* **Directions**:
In the listing below, print exactly the lines from the first through the one that contains "use tokio::sync::mpsc;".
=======
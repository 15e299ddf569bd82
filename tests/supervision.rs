//! End-to-end supervision against a scripted process table on a paused clock.

use std::collections::HashMap;
use std::sync::{Arc, Mutex};
use std::time::Duration;

use async_trait::async_trait;
use nix::errno::Errno;
use nix::sys::signal::Signal;
use nix::unistd::Pid;
use pidvisor::{
    Config, Event, EventKind, ExitStatus, Notification, ProcessControl, Reaped, RuntimeError,
    SpawnError, Subscribe, Supervisor,
};
use tokio::sync::mpsc;
use tokio::task::JoinHandle;
use tokio::time::Instant;

/// How a scripted service reacts to signals.
#[derive(Clone, Copy, Debug, PartialEq, Eq)]
enum Behaviour {
    /// Exits on any signal.
    Cooperative,
    /// Ignores every signal.
    Unkillable,
    /// Process creation always fails.
    Broken,
    /// The program cannot be loaded.
    Unloadable,
    /// Already gone when signalled, with no exit notification.
    Vanished,
}

#[derive(Default)]
struct Table {
    next_pid: i32,
    spawns: Vec<(String, Pid, Instant)>,
    signals: Vec<(Pid, Signal, Instant)>,
    live: HashMap<Pid, String>,
}

struct Fake {
    table: Mutex<Table>,
    behaviour: HashMap<String, Behaviour>,
    tx: mpsc::Sender<Notification>,
}

impl Fake {
    fn new(tx: mpsc::Sender<Notification>, services: &[(&str, Behaviour)]) -> Arc<Self> {
        Arc::new(Self {
            table: Mutex::new(Table {
                next_pid: 100,
                ..Table::default()
            }),
            behaviour: services
                .iter()
                .map(|(c, b)| ((*c).to_string(), *b))
                .collect(),
            tx,
        })
    }

    fn spawns_of(&self, command: &str) -> Vec<(Pid, Instant)> {
        self.table
            .lock()
            .unwrap()
            .spawns
            .iter()
            .filter(|(c, _, _)| c == command)
            .map(|(_, p, at)| (*p, *at))
            .collect()
    }

    fn spawn_count(&self) -> usize {
        self.table.lock().unwrap().spawns.len()
    }

    fn signals(&self) -> Vec<(Pid, Signal, Instant)> {
        self.table.lock().unwrap().signals.clone()
    }

    /// Makes the current process of `command` exit with status 1.
    fn crash(&self, command: &str) -> Pid {
        let mut t = self.table.lock().unwrap();
        let pid = t
            .live
            .iter()
            .find(|(_, c)| c.as_str() == command)
            .map(|(p, _)| *p)
            .unwrap();
        t.live.remove(&pid);
        self.tx
            .try_send(Notification::ChildExited {
                pid,
                status: ExitStatus::Exited(1),
            })
            .unwrap();
        pid
    }
}

impl ProcessControl for Fake {
    fn spawn(&self, command: &str) -> Result<Pid, SpawnError> {
        match self.behaviour.get(command) {
            Some(Behaviour::Broken) => {
                return Err(SpawnError::Resources(std::io::Error::from_raw_os_error(
                    Errno::EAGAIN as i32,
                )));
            }
            Some(Behaviour::Unloadable) => {
                return Err(SpawnError::Exec(std::io::Error::from(
                    std::io::ErrorKind::NotFound,
                )));
            }
            _ => {}
        }
        let mut t = self.table.lock().unwrap();
        t.next_pid += 1;
        let pid = Pid::from_raw(t.next_pid);
        t.spawns.push((command.to_string(), pid, Instant::now()));
        t.live.insert(pid, command.to_string());
        Ok(pid)
    }

    fn signal(&self, pid: Pid, sig: Signal) -> Result<(), Errno> {
        let mut t = self.table.lock().unwrap();
        let Some(command) = t.live.get(&pid).cloned() else {
            return Err(Errno::ESRCH);
        };
        match self.behaviour.get(&command).copied() {
            Some(Behaviour::Vanished) => {
                t.live.remove(&pid);
                Err(Errno::ESRCH)
            }
            Some(Behaviour::Unkillable) => {
                t.signals.push((pid, sig, Instant::now()));
                Ok(())
            }
            _ => {
                t.signals.push((pid, sig, Instant::now()));
                t.live.remove(&pid);
                self.tx
                    .try_send(Notification::ChildExited {
                        pid,
                        status: ExitStatus::Signaled(sig),
                    })
                    .unwrap();
                Ok(())
            }
        }
    }

    fn reap(&self) -> Reaped {
        Reaped::Nothing
    }
}

#[derive(Default)]
struct Recorder(Mutex<Vec<Event>>);

impl Recorder {
    fn count(&self, kind: EventKind) -> usize {
        self.0.lock().unwrap().iter().filter(|e| e.kind == kind).count()
    }
}

#[async_trait]
impl Subscribe for Recorder {
    async fn on_event(&self, ev: &Event) {
        self.0.lock().unwrap().push(ev.clone());
    }
}

struct Harness {
    fake: Arc<Fake>,
    events: Arc<Recorder>,
    tx: mpsc::Sender<Notification>,
    run: JoinHandle<Result<(), RuntimeError>>,
}

fn start(services: &[(&str, Behaviour)]) -> Harness {
    let (tx, rx) = mpsc::channel(64);
    let fake = Fake::new(tx.clone(), services);
    let events = Arc::new(Recorder::default());

    let sup = Supervisor::builder(Config::default())
        .with_processes(fake.clone())
        .with_subscribers(vec![events.clone() as Arc<dyn Subscribe>])
        .build(services.iter().map(|(c, _)| *c).collect::<Vec<_>>())
        .unwrap();

    Harness {
        fake,
        events,
        tx: tx.clone(),
        run: tokio::spawn(sup.run_with(rx)),
    }
}

impl Harness {
    async fn terminate(&self) {
        self.tx
            .send(Notification::TerminationRequested {
                signal: Signal::SIGTERM,
            })
            .await
            .unwrap();
    }
}

async fn settle() {
    tokio::time::sleep(Duration::from_secs(2)).await;
}

#[tokio::test(start_paused = true)]
async fn test_one_process_per_command() {
    let h = start(&[
        ("/srv/a", Behaviour::Cooperative),
        ("/srv/b", Behaviour::Cooperative),
        ("/srv/c", Behaviour::Cooperative),
    ]);
    settle().await;

    assert_eq!(h.fake.spawn_count(), 3);
    for cmd in ["/srv/a", "/srv/b", "/srv/c"] {
        assert_eq!(h.fake.spawns_of(cmd).len(), 1, "{cmd}");
    }

    h.terminate().await;
    assert!(h.run.await.unwrap().is_ok());
    assert_eq!(h.events.count(EventKind::ServiceStarted), 3);
}

#[tokio::test(start_paused = true)]
async fn test_exited_service_restarts_with_new_pid() {
    let h = start(&[
        ("/srv/a", Behaviour::Cooperative),
        ("/srv/b", Behaviour::Cooperative),
    ]);
    settle().await;

    let crashed_at = Instant::now();
    let old = h.fake.crash("/srv/a");
    tokio::time::sleep(Duration::from_secs(5)).await;

    let spawns = h.fake.spawns_of("/srv/a");
    assert_eq!(spawns.len(), 2);
    let (new, at) = spawns[1];
    assert_ne!(new, old);
    assert!(at - crashed_at <= Config::default().poll_interval);

    // The sibling was left alone.
    assert_eq!(h.fake.spawns_of("/srv/b").len(), 1);

    h.terminate().await;
    assert!(h.run.await.unwrap().is_ok());
    assert_eq!(h.events.count(EventKind::ServiceExited), 1);
}

#[tokio::test(start_paused = true)]
async fn test_repeated_termination_is_idempotent() {
    let h = start(&[("/srv/a", Behaviour::Cooperative)]);
    settle().await;

    h.terminate().await;
    h.terminate().await;
    h.terminate().await;

    assert!(h.run.await.unwrap().is_ok());
    assert_eq!(h.events.count(EventKind::ShutdownRequested), 1);
    assert_eq!(h.events.count(EventKind::ShutdownInitiated), 1);
    assert_eq!(h.fake.signals().len(), 1);
}

#[tokio::test(start_paused = true)]
async fn test_clean_shutdown_never_kills() {
    let h = start(&[
        ("/srv/a", Behaviour::Cooperative),
        ("/srv/b", Behaviour::Cooperative),
    ]);
    settle().await;

    let requested_at = Instant::now();
    h.terminate().await;
    let res = h.run.await.unwrap();

    assert!(res.is_ok());
    let signals = h.fake.signals();
    assert_eq!(signals.len(), 2);
    for (_, sig, at) in signals {
        assert_eq!(sig, Signal::SIGTERM);
        assert!(at - requested_at <= Config::default().kill_interval);
    }
    assert_eq!(h.events.count(EventKind::AllStopped), 1);
    assert_eq!(h.events.count(EventKind::ShutdownEscalated), 0);
}

#[tokio::test(start_paused = true)]
async fn test_launch_failure_is_fatal() {
    let h = start(&[
        ("/srv/a", Behaviour::Cooperative),
        ("/srv/nofork", Behaviour::Broken),
    ]);

    let err = h.run.await.unwrap().unwrap_err();
    assert!(matches!(err, RuntimeError::Launch { ref command, .. } if command == "/srv/nofork"));
    assert_eq!(err.exit_code(), 4);
    assert_eq!(h.events.count(EventKind::LaunchFailed), 1);
}

#[tokio::test(start_paused = true)]
async fn test_unkillable_service_escalates_then_aborts() {
    let h = start(&[("/srv/stuck", Behaviour::Unkillable)]);
    settle().await;

    let requested_at = Instant::now();
    h.terminate().await;
    let err = h.run.await.unwrap().unwrap_err();

    assert_eq!(err.exit_code(), 5);
    match &err {
        RuntimeError::ShutdownAborted { deadline, stuck } => {
            assert_eq!(*deadline, Duration::from_secs(80));
            assert_eq!(stuck, &vec!["/srv/stuck".to_string()]);
        }
        other => panic!("unexpected error: {other:?}"),
    }

    let cfg = Config::default();
    let signals = h.fake.signals();
    assert_eq!(signals[0].1, Signal::SIGTERM);

    let first_kill = signals
        .iter()
        .position(|(_, sig, _)| *sig == Signal::SIGKILL)
        .unwrap();
    assert!(signals[..first_kill].iter().all(|(_, s, _)| *s == Signal::SIGTERM));
    assert!(signals[first_kill..].iter().all(|(_, s, _)| *s == Signal::SIGKILL));
    assert!(signals[first_kill].2 - requested_at > cfg.shutdown_timeout);
    assert!(signals.last().unwrap().2 - requested_at <= cfg.forceful_deadline() + cfg.kill_interval);

    assert_eq!(h.events.count(EventKind::ShutdownEscalated), 1);
    assert_eq!(h.events.count(EventKind::ShutdownAborted), 1);
    assert_eq!(h.events.count(EventKind::AllStopped), 0);
}

#[tokio::test(start_paused = true)]
async fn test_vanished_service_counts_as_stopped() {
    let h = start(&[("/srv/ghost", Behaviour::Vanished)]);
    settle().await;

    h.terminate().await;
    assert!(h.run.await.unwrap().is_ok());
    assert_eq!(h.events.count(EventKind::ServiceAlreadyDown), 1);
    assert_eq!(h.events.count(EventKind::AllStopped), 1);
}

#[tokio::test(start_paused = true)]
async fn test_unknown_child_is_logged_only() {
    let h = start(&[("/srv/a", Behaviour::Cooperative)]);
    settle().await;

    h.tx
        .send(Notification::ChildExited {
            pid: Pid::from_raw(9999),
            status: ExitStatus::Exited(0),
        })
        .await
        .unwrap();
    tokio::time::sleep(Duration::from_secs(5)).await;

    assert_eq!(h.fake.spawn_count(), 1);

    h.terminate().await;
    assert!(h.run.await.unwrap().is_ok());
    assert_eq!(h.events.count(EventKind::UnknownChildExited), 1);
}

#[tokio::test(start_paused = true)]
async fn test_termination_during_settle_skips_launch() {
    let h = start(&[("/srv/a", Behaviour::Cooperative)]);
    h.terminate().await;

    assert!(h.run.await.unwrap().is_ok());
    assert_eq!(h.fake.spawn_count(), 0);
    assert_eq!(h.events.count(EventKind::AllStopped), 1);
}

#[tokio::test(start_paused = true)]
async fn test_rearm_failure_is_fatal() {
    let h = start(&[("/srv/a", Behaviour::Cooperative)]);
    settle().await;

    h.tx
        .send(Notification::RearmFailed {
            signal: Signal::SIGCHLD,
        })
        .await
        .unwrap();

    let err = h.run.await.unwrap().unwrap_err();
    assert!(matches!(err, RuntimeError::NotifyRearm { signal: Signal::SIGCHLD }));
    assert_eq!(err.exit_code(), 126);
    assert_eq!(h.events.count(EventKind::NotifyRearmFailed), 1);
}

#[tokio::test(start_paused = true)]
async fn test_unloadable_program_is_retried() {
    let h = start(&[
        ("/srv/a", Behaviour::Cooperative),
        ("/srv/missing", Behaviour::Unloadable),
    ]);
    tokio::time::sleep(Duration::from_millis(4500)).await;

    assert!(!h.run.is_finished());
    assert!(h.events.count(EventKind::LoadFailed) >= 3);
    assert_eq!(h.fake.spawns_of("/srv/a").len(), 1);

    h.terminate().await;
    assert!(h.run.await.unwrap().is_ok());
    assert_eq!(h.events.count(EventKind::LaunchFailed), 0);
    assert_eq!(h.events.count(EventKind::AllStopped), 1);
}

#[tokio::test(start_paused = true)]
async fn test_closed_channel_is_logged_and_fatal() {
    let (process_tx, _process_rx) = mpsc::channel(64);
    let fake = Fake::new(process_tx, &[("/srv/a", Behaviour::Cooperative)]);
    let events = Arc::new(Recorder::default());
    let (tx, rx) = mpsc::channel(1);

    let sup = Supervisor::builder(Config::default())
        .with_processes(fake.clone())
        .with_subscribers(vec![events.clone() as Arc<dyn Subscribe>])
        .build(["/srv/a"])
        .unwrap();
    let run = tokio::spawn(sup.run_with(rx));

    settle().await;
    drop(tx);

    let err = run.await.unwrap().unwrap_err();
    assert!(matches!(err, RuntimeError::NotifyClosed));
    assert_eq!(err.exit_code(), 126);
    assert_eq!(events.count(EventKind::ServiceStarted), 1);
    assert_eq!(events.count(EventKind::NotifyClosed), 1);
}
=======
* **Exercise response**:
repository 15e299ddf569bd82
filename tests/supervision.rs
//! End-to-end supervision against a scripted process table on a paused clock.

use std::collections::HashMap;
use std::sync::{Arc, Mutex};
use std::time::Duration;

use async_trait::async_trait;
use nix::errno::Errno;
use nix::sys::signal::Signal;
use nix::unistd::Pid;
use pidvisor::{
    Config, Event, EventKind, ExitStatus, Notification, ProcessControl, Reaped, RuntimeError,
    SpawnError, Subscribe, Supervisor,
};
use tokio::sync::mpsc;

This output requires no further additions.